LA VIOLENCE ÉDUCATIVE, fait le lit des maladies

ARTICLE N° 71 Par Emmanuel Duquoc

Les fessées de l’enfance peuvent-elles provoquer un cancer adulte ? La question peut paraître saugrenue. Pourtant, les preuves s’accumulent de l’incidence de la violence éducative ordinaire sur la santé mentale, les comportements et l’incidence des grandes maladies comme le cancer et les maladies cardio-vasculaires. Quant à la manière d’y remédier, la question fait débat.

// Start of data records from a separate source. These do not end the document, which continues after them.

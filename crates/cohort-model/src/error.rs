use thiserror::Error;

#[derive(Debug, Error)]
pub enum ModelError {
    #[error("unknown hypertension cohort version: {0}")]
    UnknownCohortVersion(String),
    #[error("hypertension cohort definition {version} has no codes")]
    EmptyCohortDefinition { version: String },
}

pub type Result<T> = std::result::Result<T, ModelError>;
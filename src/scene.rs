//! Everything the card shows, independent of the DOM: the animated pose and
//! accent colour, the pinch/hover zoom spring, auto-rotation and the
//! animation manager that drives the presets.

use crate::constants::*;
use card_core::interaction::{collapse, expand};
use card_core::{
    AnimationDescriptor, AnimationManager, AutoRotation, CardPose, Easing, Rgb, RotationConfig,
    Spring, SpringConfig,
};
use glam::{Vec2, Vec3};
use std::cell::Cell;
use std::rc::Rc;
use std::time::Duration;

pub struct CardScene {
    manager: AnimationManager,
    rotation: AutoRotation,
    zoom: Spring,
    pose: Rc<Cell<CardPose>>,
    accent: Rc<Cell<Rgb>>,
    accent_rest: Rgb,
    accent_expanded: Rgb,
    expanded: bool,
    hovered: bool,
    pinch: f32,
    pinch_base: f32,
    twist_base: f32,
}

impl CardScene {
    pub fn new() -> anyhow::Result<Self> {
        let accent_rest = Rgb::from_hex(ACCENT_REST)?;
        Ok(Self {
            manager: AnimationManager::new(),
            rotation: AutoRotation::new(RotationConfig::default())?,
            zoom: Spring::new(SpringConfig::default(), Vec3::ONE)?,
            pose: Rc::new(Cell::new(CardPose::REST)),
            accent: Rc::new(Cell::new(accent_rest)),
            accent_rest,
            accent_expanded: Rgb::from_hex(ACCENT_EXPANDED)?,
            expanded: false,
            hovered: false,
            pinch: 1.0,
            pinch_base: 1.0,
            twist_base: 0.0,
        })
    }

    /// Advance animations, rotation and the zoom spring by one frame.
    /// Returns true when the auto-rotation moved.
    pub fn advance(&mut self, dt_ms: f64) -> bool {
        let dt_ms = dt_ms.clamp(0.0, MAX_FRAME_DT_MS);
        self.manager.tick(Duration::from_secs_f64(dt_ms / 1000.0));
        for err in self.manager.take_errors() {
            log::warn!("[anim] {:#}", anyhow::Error::from(err));
        }
        let rotated = self.rotation.tick(dt_ms);
        self.zoom.step((dt_ms / 1000.0) as f32);
        rotated
    }

    /// Grow and spin the card, or bring it back to rest. Returns the new state.
    pub fn toggle_expanded(&mut self) -> anyhow::Result<bool> {
        let expanding = !self.expanded;
        let from = self.pose.get();
        let pose = if expanding { expand(from) } else { collapse(from) };
        let sink = self.pose.clone();
        self.restart(
            POSE_QUEUE,
            pose.on_update(move |p: &CardPose| {
                sink.set(*p);
                Ok(())
            }),
        )?;

        let target = if expanding {
            self.accent_expanded
        } else {
            self.accent_rest
        };
        let sink = self.accent.clone();
        let fade = AnimationDescriptor::new(self.accent.get(), target)
            .duration_ms(card_core::constants::PRESET_DURATION_MS)
            .easing(Easing::EaseInOut)
            .on_update(move |c: &Rgb| {
                sink.set(*c);
                Ok(())
            });
        self.restart(ACCENT_QUEUE, fade)?;

        self.expanded = expanding;
        Ok(expanding)
    }

    /// Snapshot pinch/twist baselines at the start of a gesture.
    pub fn begin_gesture(&mut self) {
        self.pinch_base = self.pinch;
        self.twist_base = self.rotation.rotation().z;
    }

    pub fn pinch(&mut self, scale: f32) {
        self.pinch = (self.pinch_base * scale).clamp(ZOOM_MIN, ZOOM_MAX);
        self.retarget_zoom();
    }

    pub fn twist(&mut self, angle: f32) {
        let mut r = self.rotation.rotation();
        r.z = self.twist_base + angle;
        self.rotation.set_rotation(r);
    }

    pub fn pan(&mut self, delta: Vec2) {
        self.rotation.nudge(delta);
    }

    pub fn set_hovered(&mut self, hovered: bool) {
        if self.hovered != hovered {
            self.hovered = hovered;
            self.retarget_zoom();
        }
    }

    pub fn toggle_rotation(&mut self) -> bool {
        self.rotation.toggle()
    }

    /// Back to the initial state: no animations, rest pose, unit zoom.
    pub fn reset(&mut self) {
        self.manager.clear();
        self.rotation.reset();
        self.zoom.snap_to(Vec3::ONE);
        self.pose.set(CardPose::REST);
        self.accent.set(self.accent_rest);
        self.expanded = false;
        self.hovered = false;
        self.pinch = 1.0;
        self.pinch_base = 1.0;
        self.twist_base = 0.0;
    }

    pub fn is_expanded(&self) -> bool {
        self.expanded
    }

    pub fn is_animating(&self) -> bool {
        self.manager.is_running()
    }

    pub fn zoom(&self) -> f32 {
        self.zoom.value().x
    }

    pub fn pose(&self) -> CardPose {
        self.pose.get()
    }

    pub fn accent(&self) -> Rgb {
        self.accent.get()
    }

    pub fn rotation(&self) -> Vec3 {
        self.pose.get().rotation + self.rotation.rotation()
    }

    pub fn transform_css(&self) -> String {
        let r = self.rotation();
        let s = self.pose.get().scale * self.zoom.value();
        format!(
            "perspective({:.0}px) rotateX({:.4}rad) rotateY({:.4}rad) rotateZ({:.4}rad) scale3d({:.4}, {:.4}, {:.4})",
            PERSPECTIVE_PX, r.x, r.y, r.z, s.x, s.y, s.z
        )
    }

    fn retarget_zoom(&mut self) {
        let lift = if self.hovered { HOVER_LIFT } else { 1.0 };
        self.zoom.set_target(Vec3::splat(self.pinch * lift));
    }

    /// Replace whatever `id` was playing with `descriptor` and play it.
    fn restart<T: card_core::Interpolate>(
        &mut self,
        id: &str,
        descriptor: AnimationDescriptor<T>,
    ) -> anyhow::Result<()> {
        if self.manager.queue(id).is_some() {
            self.manager.remove_queue(id)?;
        }
        self.manager.create_queue(id)?;
        self.manager.enqueue(id, descriptor)?;
        self.manager.start(id)?;
        Ok(())
    }
}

Un père et une mère accompagnés d’un bambin de 2 ans dégustent un esquimau. L’enfant manifeste l’envie d’en avoir également. Devant le refus de sa mère, il se met à pleurnicher. Les parents, alternativement, lui tendent leur propre glace que l’enfant refuse net, tout en tendant la main vers le bâtonnet et pleurant de plus belle. Le même rituel se produit à plusieurs reprises. Ne comprenant pas les pleurs de l’enfant, les parents se mettent à rire de son comportement en lui disant qu’il fait une comédie pour rien. Une fois sa glace terminée, le père tend son bâtonnet à l’enfant qui, plein d’espoir, se met à le sucer puis l’abandonne, déçu. Un profond sanglot secoue son petit corps puis il se remet à trottiner derrière ses parents.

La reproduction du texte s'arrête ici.